Families_Share launched in Venice
On January 9, 2018, the kick-off meeting for the Families_Share project was held at Ca’Forscari University in Venice.
Funded under the Information and Communication Technologies programme of Horizon 2020’s Industrial Leadership component, and its call for collective awareness platforms for sustainability and social innovation, the project is developing a social networking and awareness-raising platform dedicated to encouraging childcare and work/life balance. The platform capitalises on neighbourhood networks and enables citizens to come together to share tasks, time and skills relevant to childcare and after-school education/leisure, where these have become unaffordable in times of stagnation and austerity.
The Families_Share project offers a bottom-up solution in the form of a co-designed platform supporting families to share time and tasks related to childcare, parenting, after-school and leisure activities and other household tasks — with a particular focus on low-income families. The project also aspires to engage with the elderly by involving them in childcare activities and by offering them support in shopping and administrative tasks, but also by involving them in family events. To achieve this objective, the project borrows and integrates the concept of time banking, capitalising on consortium members’ existing digital social innovations in the childcare field. It also exploits the potential of information and communication technology (ICT) networks to increase participatory innovation by encouraging self-organising neighbourhoods.

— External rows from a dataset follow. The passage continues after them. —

//! Chart view state and the per-interaction render pipeline.

use tracing::debug;

use super::aggregate::aggregate;
use super::interval::{clamp_interval, estimate_interval_minutes};
use super::ticks::day_boundary_ticks;
use super::types::{Bucket, FieldReducerSpec, NormalizedRecord, TimeWindow};
use super::window::{data_bounds, default_window, filter_window};

/// View state one chart card holds: the selected window and interval.
///
/// Seeded from the data (native interval, default window) and then changed
/// only through [`ChartView::apply_interval`] and [`ChartView::set_window`],
/// which keep both inside their allowed ranges.
#[derive(Debug, Clone, PartialEq)]
pub struct ChartView {
    base_interval: u32,
    interval: u32,
    window: TimeWindow,
    bounds: TimeWindow,
}

/// Everything the renderer needs for one draw.
#[derive(Debug, Clone, PartialEq)]
pub struct ChartFrame {
    pub window: TimeWindow,
    pub interval: u32,
    /// Number of input records that fell inside the window.
    pub records_in_window: usize,
    pub buckets: Vec<Bucket>,
    pub ticks: Vec<String>,
}

impl ChartView {
    /// Seeds a view for `series` showing its first `days` days at native resolution.
    ///
    /// An empty series gets a zero-width window at the epoch; rendering it
    /// produces an empty frame.
    pub fn new(series: &[NormalizedRecord], days: u32) -> Self {
        let base_interval = estimate_interval_minutes(series);
        let bounds = data_bounds(series).unwrap_or_default();
        let window = default_window(series, base_interval, days).unwrap_or(bounds);
        Self {
            base_interval,
            interval: base_interval,
            window,
            bounds,
        }
    }

    pub fn base_interval(&self) -> u32 {
        self.base_interval
    }

    pub fn interval(&self) -> u32 {
        self.interval
    }

    pub fn window(&self) -> TimeWindow {
        self.window
    }

    pub fn bounds(&self) -> TimeWindow {
        self.bounds
    }

    /// Applies a requested interval, clamped into `[base, 60]`.
    ///
    /// # Returns
    ///
    /// The interval actually applied.
    pub fn apply_interval(&mut self, requested: u32) -> u32 {
        self.interval = clamp_interval(requested, self.base_interval);
        self.interval
    }

    /// Moves the window, clamped into the data bounds.
    pub fn set_window(&mut self, window: TimeWindow) -> TimeWindow {
        self.window = window.clamp_to(&self.bounds);
        self.window
    }

    /// Filters, aggregates and derives ticks for the current state.
    pub fn render(&self, series: &[NormalizedRecord], reducers: &FieldReducerSpec) -> ChartFrame {
        let filtered = filter_window(series, &self.window);
        let buckets = aggregate(&filtered, self.interval, reducers);
        let ticks = day_boundary_ticks(&buckets, self.interval);
        debug!(
            records = filtered.len(),
            buckets = buckets.len(),
            ticks = ticks.len(),
            interval = self.interval,
            "rendered chart frame"
        );

        ChartFrame {
            window: self.window,
            interval: self.interval,
            records_in_window: filtered.len(),
            buckets,
            ticks,
        }
    }
}
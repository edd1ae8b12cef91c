//! Shared test fixtures for integration tests.

use energy_series::series::normalize::{SentinelPolicy, normalize};
use energy_series::series::types::{NormalizedRecord, RawRecord};

/// Milliseconds in one UTC day.
pub const DAY_MS: i64 = 86_400_000;

/// Milliseconds in one minute.
pub const MINUTE_MS: i64 = 60_000;

/// Epoch-ms of 2024-01-01T00:00:00Z.
pub const JAN_1_2024: i64 = 1_704_067_200_000;

/// Raw rows with a single `kwh` column sampled every `step_minutes`,
/// starting at 2024-01-01 midnight UTC. Row `i` carries the value `i + 1`.
pub fn kwh_rows(count: usize, step_minutes: i64) -> Vec<RawRecord> {
    (0..count)
        .map(|i| {
            let ts = JAN_1_2024 + i as i64 * step_minutes * MINUTE_MS;
            RawRecord::new()
                .with("timestamp", ts as f64)
                .with("kwh", format!("{}", i + 1))
        })
        .collect()
}

/// Normalized form of [`kwh_rows`] with the permissive default policy.
pub fn kwh_series(count: usize, step_minutes: i64) -> Vec<NormalizedRecord> {
    normalize(&kwh_rows(count, step_minutes), &SentinelPolicy::default())
}

/// Six hourly charger rows: one EV arrives at 02:00 and departs at 04:00,
/// SOC is reported as a fraction with `-1.00` meaning no vehicle.
pub fn charger_rows() -> Vec<RawRecord> {
    let rows = [
        ("2024-01-01T00:00:00Z", "0.00", "-1.00", "2", "-1", ""),
        ("2024-01-01T01:00:00Z", "0.00", "-1.00", "1", "-1", ""),
        ("2024-01-01T02:00:00Z", "3.20", "0.40", "0", "2", "Electric_Vehicle_7"),
        ("2024-01-01T03:00:00Z", "3.10", "0.70", "-1", "1", "Electric_Vehicle_7"),
        ("2024-01-01T04:00:00Z", "-1", "0.90", "-1", "0", "Electric_Vehicle_7"),
        ("2024-01-01T05:00:00Z", "0.00", "-1.00", "-1", "-1", ""),
    ];
    rows.iter()
        .map(|(ts, kwh, soc, arrival, departure, name)| {
            RawRecord::new()
                .with("timestamp", *ts)
                .with("Charger Consumption-kWh", *kwh)
                .with("EV SOC-%", *soc)
                .with("EV Arrival Time", *arrival)
                .with("EV Departure Time", *departure)
                .with("EV Name", *name)
        })
        .collect()
}
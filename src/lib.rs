//! Time-series resampling for building-energy dashboards.
//!
//! Raw dataset rows are normalized under a [`config::DatasetProfile`], then
//! windowed, bucketed to a display interval and labelled with day-boundary
//! ticks by [`series::ChartView`].

pub mod cli;
pub mod config;
/// Profile plus normalized series.
pub mod dataset;
pub mod io;
pub mod series;
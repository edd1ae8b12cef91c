//! Day-boundary tick derivation for the time axis.

use std::collections::HashSet;

use super::clock::{floor_to_midnight_utc, format_tick, utc_hour_minute};
use super::types::Timestamped;

/// Derives axis ticks at UTC midnights present in the data.
///
/// An item marks a day boundary when its UTC hour is 0 and its minute is below
/// `interval_minutes`, i.e. it is the first bucket on or after midnight. Each
/// midnight is emitted once, formatted as `YYYY-MM-DDTHH:MM:SS`, in the order
/// first seen. Every call builds a fresh list.
///
/// # Examples
///
/// ```
/// use energy_series::series::ticks::day_boundary_ticks;
/// use energy_series::series::types::Bucket;
///
/// let bucket = |ts: i64| Bucket { timestamp: ts, time_step_label: String::new(), fields: vec![] };
/// let day = 86_400_000;
/// let ticks = day_boundary_ticks(&[bucket(0), bucket(3_600_000), bucket(day)], 60);
/// assert_eq!(ticks, vec!["1970-01-01T00:00:00", "1970-01-02T00:00:00"]);
/// ```
pub fn day_boundary_ticks<T: Timestamped>(items: &[T], interval_minutes: u32) -> Vec<String> {
    let mut seen = HashSet::new();
    let mut ticks = Vec::new();

    for item in items {
        let ts = item.timestamp_ms();
        let Some((hour, minute)) = utc_hour_minute(ts) else {
            continue;
        };
        if hour == 0 && minute < interval_minutes {
            let tick = format_tick(floor_to_midnight_utc(ts));
            if seen.insert(tick.clone()) {
                ticks.push(tick);
            }
        }
    }

    ticks
}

Balancing work and family life has become increasingly challenging in the last decade in Europe. The economic crisis has had a twofold effect, impacting labour market conditions on the one hand, and welfare provisions on the other. As a result, unemployment rates have risen (mainly in male-dominated sectors), while more women (including mothers) are working on a part-time basis. Stable jobs can no longer be taken for granted and precarious contracts are increasingly widespread, with many workers entering re-qualification schemes and facing periods of unemployment. A shrinking workforce of permanent workers is subject to augmented workloads and longer working hours, making the balance between work and everyday life more difficult, and the current model unsustainable.
At the same time, as a result of budget cuts in public welfare expenditure, in many European cities the available childcare services are insufficient, putting families with children under significant pressure. After-school activities have also become a luxury that low- and medium-income families can rarely afford, leading to impoverishment in terms of learning and educational opportunities for children. At the same time, members of neighbourhoods and communities are often isolated.
Families_Share will be deployed within different settings and environments in seven European cities where participatory needs analysis, co-design and co-creation processes will be set up, leading to the development of the first Families_Share platform prototypes that will trigger socially innovative models for socialising childcare in urban neighbourhoods. Digital social innovation processes will be supported by communication and dissemination efforts, and the local experiment as a whole will shape the seven Families_Share CityLabs (Thessaloniki, Budapest, Bologna, Trento, Venice, Kortrijk De Stuyverij and Hamburg), which will include efforts to raise awareness, build sustainability and facilitate further exploitation at national level. Cultural and socioeconomic impacts will be measured at both local and international level.